[Stored data entries]
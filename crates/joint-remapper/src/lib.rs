//! joint-remapper: one logical joint space over several motor controllers
//!
//! Clients address joints `0..joints`; the wrapper maps every joint onto the
//! subdevice that owns it, splits multi-joint calls into per-subdevice
//! batches, answers the request/response control protocol, applies the
//! streaming command channel and publishes a state snapshot every period.
//! The default build enables a `mock` controller so the daemon and the tests
//! run without hardware.

mod tag;
pub use tag::Tag;

pub mod types;
pub use types::{ControlMode, InteractionMode, Stamp};

pub mod error;
pub use error::{
    AttachError, CallError, CapabilityUnavailable, ConfigError, DeviceError, JointOutOfRange,
    ProtocolError, WrapperError,
};

pub mod capabilities;
pub use capabilities::{Capability, CapabilitySet};

pub mod registry;
pub use registry::{RangeSpec, SubDeviceLayout, SubDeviceRegistry};

pub mod batch;
pub use batch::BatchEngine;

pub mod board;
pub use board::{BoardView, JointSelector};

pub mod protocol;
pub use protocol::{Dispatcher, Response, Status, Value};

pub mod streaming;
pub use streaming::{StreamAction, StreamingCommand, StreamingIngestor};

pub mod aggregation;
pub use aggregation::{AggregationCycle, CycleOutcome, LatestState, StatePublisher, StateSnapshot};

pub mod bridge;
pub use bridge::{BridgeConfig, JointStateBridge, JointStateRecord, RadianBridge};

mod scheduler;
pub use scheduler::PeriodicRunner;

pub mod config;
pub use config::{load_config_file, WrapperConfig};

mod metrics;
pub use metrics::{MetricsHub, WrapperMetrics};

mod wrapper;
pub use wrapper::JointRemapper;

#[cfg(feature = "mock")]
pub mod mock;

#[cfg(feature = "mock")]
pub use mock::{MockCalibrator, MockController};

▶ **WHAT THE EXERCISE ASKS**
Of the lines above, copy each that contains "metrics".

▶ **YOUR SOLUTION**
mod metrics;
pub use metrics::{MetricsHub, WrapperMetrics};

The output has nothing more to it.